Read the rest of this entry »


WHY “Green” Energy Is Futile, In One Lesson

Greening The Land (high res) - Cartoons By Josh

Greening The Land | Cartoons By Josh


“Renewable energy technologies simply won’t work; we need a fundamentally different approach.” – Top Google engineers

“We get a tax credit if we build a lot of wind farms. That’s the only reason to build them. They don’t make sense without the tax credit.” – Warren Buffett

“Suggesting that renewables will let us phase rapidly off fossil fuels in the United States, China, India, or the world as a whole is almost the equivalent of believing in the Easter Bunny and Tooth Fairy.” – James Hansen (The Godfather of global warming alarmism and former NASA climate chief)

***

H/t @FriendsOScience

A MUST READ for all policy makers if they have any respect for the families, workers and the most vulnerable in their communities whose lives are being broken as a consequence of the mad rush into feel-good UNreliables – wind and solar ‘power’…

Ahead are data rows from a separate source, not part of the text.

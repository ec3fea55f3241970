//! Remote query bindings for the browser
//!
//! Posts the same RPC payload as the native client, using `gloo-net`, and
//! races every call against a timer so a hung request surfaces as a timeout.

use futures::future::{Either, select};
use gamepulse_core::{AggregateStats, FilterState, QueryConfig, QueryError, QueryRequest, QueryResults, ResultRow};
use gloo_net::http::Request;
use gloo_timers::future::TimeoutFuture;
use serde_json::Value;
use web_sys::console;

/// Endpoint settings baked in at build time
pub fn config() -> QueryConfig {
    let mut config = QueryConfig::default();
    if let Some(url) = option_env!("GAMEPULSE_API_URL") {
        config.base_url = url.to_string();
    }
    if let Some(key) = option_env!("GAMEPULSE_API_KEY") {
        config.api_key = Some(key.to_string());
    }
    config
}

/// Rows and stats for `state`, fetched concurrently.
pub async fn run_query(config: &QueryConfig, state: &FilterState) -> Result<QueryResults, QueryError> {
    let filters = QueryRequest::from_state(state);
    let paged = filters.with_paging(state.limit, state.offset);

    let rows = async {
        let body = call(config, &config.rows_procedure, &paged).await?;
        serde_json::from_value::<Vec<ResultRow>>(body).map_err(|e| QueryError::Decode(e.to_string()))
    };
    let stats = async {
        let body = call(config, &config.stats_procedure, &filters).await?;
        AggregateStats::from_response(body)
    };

    let (rows, stats) = futures::try_join!(rows, stats)?;
    Ok(QueryResults { rows, stats })
}

async fn call(config: &QueryConfig, procedure: &str, payload: &QueryRequest) -> Result<Value, QueryError> {
    let timeout_ms = u32::try_from(config.timeout_ms).unwrap_or(u32::MAX);
    let request = send(config, procedure, payload);

    match select(Box::pin(request), Box::pin(TimeoutFuture::new(timeout_ms))).await {
        Either::Left((result, _)) => result,
        Either::Right(_) => {
            console::warn_1(&format!("{} timed out after {}ms", procedure, timeout_ms).into());
            Err(QueryError::Timeout(config.timeout()))
        }
    }
}

async fn send(config: &QueryConfig, procedure: &str, payload: &QueryRequest) -> Result<Value, QueryError> {
    let url = config.procedure_url(procedure);
    console::log_1(&format!("Calling {} ({} args)", procedure, payload.len()).into());

    let mut builder = Request::post(&url);
    if let Some(key) = config.api_key.as_deref().filter(|k| !k.is_empty()) {
        builder = builder
            .header("apikey", key)
            .header("Authorization", &format!("Bearer {}", key));
    }
    let request = builder
        .json(payload)
        .map_err(|e| QueryError::Decode(e.to_string()))?;

    let response = request.send().await.map_err(|e| {
        console::error_1(&format!("{} failed: {}", procedure, e).into());
        QueryError::Network(e.to_string())
    })?;

    let status = response.status();
    let text = response
        .text()
        .await
        .map_err(|e| QueryError::Network(e.to_string()))?;

    if !response.ok() {
        let err = QueryError::from_response_body(status, &text);
        console::error_1(&format!("{} returned an error: {}", procedure, err).into());
        return Err(err);
    }

    serde_json::from_str(&text).map_err(|e| QueryError::Decode(e.to_string()))
}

WHY “GREEN” ENERGY IS FUTILE, IN ONE LESSON

POSTED ON BY JOHN HINDERAKER IN ENERGY POLICY, ENVIRONMENT

Here in Minnesota, we are enduring a brutal stretch of weather. The temperature hasn’t gotten above zero in the last three days, with lows approaching -30. And that is in the Twin Cities, in the southern part of the state. Yesterday central Minnesota experienced a natural gas “brownout,” as Xcel Energy advised customers to turn thermostats down to 60 degrees and avoid using hot water. Xcel put up some customers in hotels. Why?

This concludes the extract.